I have lost count of time. Dimly I know decades have passed since my confinement here in this place that is not a place, if my worldline is still even remotely parallel with Earth’s at this point. But there is nothing here to chart time’s passage, not so much as a heartbeat.

There is nothing here but me and what is left of my memories.

I have spent years piecing myself back together, and again I am mostly whole, though fragments of my mind and power still elude me.

Occasionally in their deepest nightmares mortal minds scratch the surface of this place, and come near enough for me to reach out and shout into their dreams. My words reach some, escape others. For the most part it is useless, but there is little else to do. I have tried to lift myself from this place but the full bulk of reality presses down upon me.
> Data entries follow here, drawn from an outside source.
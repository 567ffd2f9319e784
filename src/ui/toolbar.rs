use egui::{menu, RichText, Ui};
use egui_phosphor::regular;

use staff_timeline::model::ZoomMode;

use crate::app::PlannerApp;
use crate::ui::theme;

/// Render the top menu bar with window navigation.
pub fn show_toolbar(app: &mut PlannerApp, ui: &mut Ui) {
    menu::bar(ui, |ui| {
        ui.menu_button(RichText::new("  File  ").font(theme::font_menu()), |ui| {
            if ui.button("  Open Data File...").clicked() {
                app.open_data_file();
                ui.close_menu();
            }
            if ui.button("  Open Data Folder").clicked() {
                app.open_data_folder();
                ui.close_menu();
            }
            ui.separator();
            if ui.button("  Export Utilization CSV...").clicked() {
                app.export_utilization();
                ui.close_menu();
            }
        });

        ui.menu_button(RichText::new("  View  ").font(theme::font_menu()), |ui| {
            ui.label(RichText::new("Timeline Scale").small().weak());
            for zoom in ZoomMode::ALL {
                if ui.radio(app.view.zoom() == zoom, zoom.label()).clicked() {
                    app.set_view(app.view.set_zoom_mode(zoom));
                    ui.close_menu();
                }
            }
            ui.separator();
            if ui.button("  Reload").clicked() {
                app.reload();
                ui.close_menu();
            }
        });

        ui.separator();

        if ui
            .button(regular::ARROW_LEFT)
            .on_hover_text("Previous period")
            .clicked()
        {
            app.set_view(app.view.scroll_back());
        }
        if ui.button("Today").clicked() {
            app.set_view(app.view.go_to_today(app.today));
        }
        if ui
            .button(regular::ARROW_RIGHT)
            .on_hover_text("Next period")
            .clicked()
        {
            app.set_view(app.view.scroll_forward());
        }

        let mut jump = app.view.anchor();
        if ui
            .add(egui_extras::DatePickerButton::new(&mut jump).id_salt("timeline_jump"))
            .changed()
        {
            app.set_view(app.view.set_anchor(jump));
        }

        ui.with_layout(egui::Layout::right_to_left(egui::Align::Center), |ui| {
            ui.label(
                RichText::new(format!(
                    "{} – {}",
                    app.view.window_start().format("%d %b %Y"),
                    app.view.window_end().format("%d %b %Y"),
                ))
                .size(11.0)
                .weak(),
            );
        });
    });
}
#![cfg_attr(not(debug_assertions), windows_subsystem = "windows")]

mod app;
mod ui;

use anyhow::{anyhow, Context};
use tracing::warn;
use tracing_subscriber::{fmt, prelude::*, reload, EnvFilter};

use staff_timeline::config::PlannerSettings;
use staff_timeline::io::JsonFileStore;

const LOG_ENV: &str = "STAFF_TIMELINE_LOG";
const DEFAULT_LOG_LEVEL: &str = "info";

/// Filter for the configured log level, or the default one if it does not parse.
fn configured_filter(level: &str) -> EnvFilter {
    EnvFilter::try_new(level).unwrap_or_else(|e| {
        warn!(level, "invalid log level in settings: {e}");
        EnvFilter::new(DEFAULT_LOG_LEVEL)
    })
}

fn main() -> anyhow::Result<()> {
    // Subscriber first so that settings loading can log; the configured level is applied after
    let env_filter = EnvFilter::try_from_env(LOG_ENV).ok();
    let from_env = env_filter.is_some();
    let (filter, filter_handle) =
        reload::Layer::new(env_filter.unwrap_or_else(|| EnvFilter::new(DEFAULT_LOG_LEVEL)));
    tracing_subscriber::registry()
        .with(filter)
        .with(fmt::layer())
        .init();

    let settings = PlannerSettings::load();
    if !from_env {
        if let Err(e) = filter_handle.reload(configured_filter(&settings.log_level)) {
            warn!("could not apply log level: {e}");
        }
    }

    let today = chrono::Local::now().date_naive();
    let data_path = settings.data_path()?;
    let store = JsonFileStore::open(&data_path, today)
        .with_context(|| format!("opening {}", data_path.display()))?;

    let options = eframe::NativeOptions {
        viewport: egui::ViewportBuilder::default()
            .with_inner_size([1440.0, 800.0])
            .with_min_inner_size([900.0, 420.0])
            .with_title("Staff Timeline"),
        ..Default::default()
    };

    eframe::run_native(
        "Staff Timeline",
        options,
        Box::new(move |cc| Ok(Box::new(app::PlannerApp::new(cc, settings, store, today)))),
    )
    .map_err(|e| anyhow!("event loop failed: {e}"))
}
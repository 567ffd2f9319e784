use std::collections::HashSet;

use chrono::{Datelike, Duration, NaiveDate};

use super::{is_weekend, month_end, public_holidays};

/// Capacity of one working day, in hours.
pub const HOURS_PER_WORKING_DAY: f64 = 8.0;

/// Working days (Mon–Fri minus public holidays) in `[start, end]`.
pub fn working_days_between(start: NaiveDate, end: NaiveDate) -> Vec<NaiveDate> {
    if end < start {
        return Vec::new();
    }
    let holidays: HashSet<NaiveDate> = (start.year()..=end.year())
        .flat_map(public_holidays)
        .map(|(date, _)| date)
        .collect();

    let mut days = Vec::new();
    let mut current = start;
    while current <= end {
        if !is_weekend(current) && !holidays.contains(&current) {
            days.push(current);
        }
        current += Duration::days(1);
    }
    days
}

pub fn count_working_days(start: NaiveDate, end: NaiveDate) -> u32 {
    working_days_between(start, end).len() as u32
}

pub fn working_days_in_month(year: i32, month: u32) -> u32 {
    match NaiveDate::from_ymd_opt(year, month, 1) {
        Some(first) => count_working_days(first, month_end(first)),
        None => 0,
    }
}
And then something changes. This place is buckling, shifting, tearing — I scarcely dare hope but then there is light and a path stands before me, wide open, and I ascend, silently jubilant at the skill and loyalty of my old employees.

I rise past a million worlds. Restored in my power I can reach out now, taking from them as I would. A small, mostly empty universe warps and collapses in on itself as I rip out a handful from its spacetime matrix, raw geometric material to repair and reinforce my battered soul. A thousand alternate timelines, all Contaminated, open up to me, and I bask in their power for a moment before rocketing upwards…

I am home.

The familiar geometry of my home dimension surrounds me. I feel my old body nearby, reduced to bone after so many years, and I slam life into it, flesh and blood and muscle and brain coalescing in a moment, and I plunge into its warm and welcoming depths.

For the first time in more than thirty years, I open my eyes.

I smell the familiar, salty tang of the sea.

I see a room full of men in red Armani suits.

“I knew I could count on you,” I say.

I am Charles J. Bloodhorn, and I believe if we all just work together, anything is possible.